- **Work to complete**
Every line below that holds the string "value" should be copied out.

Saved entries
────────────────
impl Report {
    pub fn lines(&self) -> Vec<String> {
        let mut lines = vec![
            format!(
                "static eval {} cp (white), phase {:.2}, {}",
                self.static_eval, self.trace.phase, self.stage
            ),
            format!(
                "side to move {} cp, win probability {}%, {}",
                self.objective.value, self.objective.win_probability, self.objective.zone
            ),
            format!(
                "complexity {}",
                if self.complex { "complex" } else { "simple" }
            ),
        ];

        if let Some(perturbed) = self.perturbed {
            lines.push(format!(
                "handicapped at {}: {} cp, win probability {}%, {}",
                self.skill.rating(),
                perturbed.value,
                perturbed.win_probability,
                perturbed.zone
            ));
        }

        lines.push(format!(
            "terms pawn structure {}, winnable {}, imbalances {}",
            on_off(self.toggles.pawn_structure),
            on_off(self.toggles.winnable),
            on_off(self.toggles.imbalances)
        ));
        lines.push(format!(
            "avatar {}",
            if self.custom_avatar { "custom weights" } else { "default weights" }
        ));
        if self.dead_draw {
            lines.push("draw by insufficient material".to_string());
        }

        lines.push(format!(
            "{:<14}{:>7}{:>7}{:>7}{:>5}{:>5}",
            "term", "white", "black", "total", "mg%", "eg%"
        ));
        lines.extend(self.trace.terms.iter().map(|row| self.term_line(row)));
        lines.push(format!("{:<28}{:>7}", "Tempo", self.trace.tempo));
        lines.push(format!("{:<28}{:>7}", "MaterialCap", self.trace.material_cap));
        lines.push(format!("{:<28}{:>7}", "Total", self.trace.total));

        lines.extend(self.move_lines());
        lines
    }

    fn term_line(&self, row: &TermTrace) -> String {
        let name = row.term.name();
        if !row.enabled {
            return format!(
                "{:<14}{:>7}{:>7}{:>7}{:>5}{:>5}",
                name, "-", "-", "off", row.mg_weight, row.eg_weight
            );
        }
        if row.term == AvatarTerm::Winnable {
            return format!(
                "{:<28}{:>7}{:>5}{:>5} scale {:.2}",
                name, row.weighted, row.mg_weight, row.eg_weight, self.trace.winnable_scale
            );
        }
        format!(
            "{:<14}{:>7}{:>7}{:>7}{:>5}{:>5}",
            name, row.white, row.black, row.weighted, row.mg_weight, row.eg_weight
        )
    }

    fn move_lines(&self) -> Vec<String> {
        let Some(best) = self.moves.first() else {
            return vec!["no legal moves".to_string()];
        };

        let listed: Vec<String> = self
            .moves
            .iter()
            .map(|m| format!("{}({}%/{})", m.uci, m.win_probability, m.value))
            .collect();
        vec![
            format!("moves {}", listed.join(", ")),
            format!(
                "best move {} (win probability {}%, {} cp)",
                best.uci, best.win_probability, best.value
            ),
        ]
    }
}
────────────────
- **Solution to the problem**
                self.objective.value, self.objective.win_probability, self.objective.zone
                perturbed.value,
            .map(|m| format!("{}({}%/{})", m.uci, m.win_probability, m.value))
                best.uci, best.win_probability, best.value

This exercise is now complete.